A strength of this study was that adjustment for skin color was not necessary, as measured patients and controls were from the same ethnic background (Caucasian). Homogeneity of the patient population supports internal validity. However, the results cannot be applied to non-Caucasians and therefore generalizability is lower. Also, we studied the age range 11–19 years in more detail when compared with previous studies [
5,
12,
31], showing clearly that children and adolescents with type 1 diabetes in the age category 11–12 years already have elevated SAF. We took into account the use of skin care products, as these can affect SAF readings [
32]. One limitation of our study as well as previous studies [
5,
15] is that we were unable to quantify measurement errors in terms of coefficient of variation. To reduce measurement error as much as possible, only one type of AGE-reader was used and SAF measurements were performed in triplicate.
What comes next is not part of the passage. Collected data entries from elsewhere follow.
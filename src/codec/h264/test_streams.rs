// Copyright 2024 The ChromiumOS Authors
// Use of this source code is governed by a BSD-style license that can be
// found in the LICENSE file.

//! Builds small Annex B streams for unit tests.

use std::rc::Rc;

use crate::codec::h264::nalu::NaluType;
use crate::codec::h264::nalu_writer::NaluWriter;
use crate::codec::h264::parser::Level;
use crate::codec::h264::parser::Pps;
use crate::codec::h264::parser::PpsBuilder;
use crate::codec::h264::parser::Profile;
use crate::codec::h264::parser::SliceType;
use crate::codec::h264::parser::Sps;
use crate::codec::h264::parser::SpsBuilder;
use crate::codec::h264::synthesizer::Synthesizer;

pub struct StreamBuilder {
    sps: Rc<Sps>,
    pps: Rc<Pps>,
    data: Vec<u8>,
}

impl StreamBuilder {
    /// Main profile, MaxPicOrderCntLsb of 256 and MaxFrameNum of 16.
    pub fn new(width: u32, height: u32, max_num_ref_frames: u8) -> Self {
        let sps = SpsBuilder::new()
            .profile_idc(Profile::Main)
            .level_idc(Level::L4)
            .resolution(width, height)
            .max_num_ref_frames(max_num_ref_frames)
            .log2_max_pic_order_cnt_lsb_minus4(4)
            .build();

        Self::with_sps(sps)
    }

    pub fn with_sps(sps: Rc<Sps>) -> Self {
        let pps = PpsBuilder::new(Rc::clone(&sps)).build();

        Self {
            sps,
            pps,
            data: Vec::new(),
        }
    }

    pub fn parameter_sets(mut self) -> Self {
        Synthesizer::<Sps, _>::synthesize(3, &self.sps, &mut self.data, true).unwrap();
        Synthesizer::<Pps, _>::synthesize(3, &self.pps, &mut self.data, true).unwrap();
        self
    }

    /// Writes a slice header up to the POC fields, followed by a few bytes
    /// standing in for the macroblock layer.
    pub fn slice(
        mut self,
        idr: bool,
        ref_idc: u8,
        slice_type: SliceType,
        frame_num: u16,
        pic_order_cnt_lsb: u16,
    ) -> Self {
        let sps = &self.sps;
        let type_ = if idr {
            NaluType::SliceIdr
        } else {
            NaluType::Slice
        };

        let mut writer = NaluWriter::new(&mut self.data, true);
        writer.write_header(ref_idc, type_).unwrap();
        writer.write_ue(0u32).unwrap();
        writer.write_ue(slice_type as u32 + 5).unwrap();
        writer.write_ue(self.pps.pic_parameter_set_id).unwrap();
        writer
            .write_u(usize::from(sps.log2_max_frame_num_minus4) + 4, frame_num)
            .unwrap();
        if idr {
            writer.write_ue(0u32).unwrap();
        }
        writer
            .write_u(
                usize::from(sps.log2_max_pic_order_cnt_lsb_minus4) + 4,
                pic_order_cnt_lsb,
            )
            .unwrap();
        writer.write_u(16, 0xb00fu32 ^ u32::from(pic_order_cnt_lsb)).unwrap();
        writer.write_trailing_bits().unwrap();
        drop(writer);

        self
    }

    pub fn idr(self, pic_order_cnt_lsb: u16) -> Self {
        self.slice(true, 3, SliceType::I, 0, pic_order_cnt_lsb)
    }

    /// A reference P picture.
    pub fn p(self, frame_num: u16, pic_order_cnt_lsb: u16) -> Self {
        self.slice(false, 2, SliceType::P, frame_num, pic_order_cnt_lsb)
    }

    /// A P picture no other picture refers to.
    pub fn non_ref_p(self, frame_num: u16, pic_order_cnt_lsb: u16) -> Self {
        self.slice(false, 0, SliceType::P, frame_num, pic_order_cnt_lsb)
    }

    /// Appends an SEI unit, which decoding skips.
    pub fn sei(mut self) -> Self {
        self.data
            .extend_from_slice(&[0x00, 0x00, 0x00, 0x01, 0x06, 0x05, 0x01, 0xff, 0x80]);
        self
    }

    pub fn sps(&self) -> &Rc<Sps> {
        &self.sps
    }

    pub fn build(self) -> Vec<u8> {
        self.data
    }
}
However, when measuring SAF is to be of use in routine clinical practice, precision CV of these measurements will have to be assessed to be able to distinguish measurement error from clinically meaningful SAF measurements. SAF readings may be confounded by a number of behavioral factors such as dietary factors and fasting state [
33]. Additional factors such as smoking and exercise are implicated in the accumulation of SAF [
20,
28]. We could not adjust for these factors. BMI may influence SAF, in particular in individuals with central obesity [
34]. We did not extend the BMI analyses as only four patients had a BMI >+2 SDS.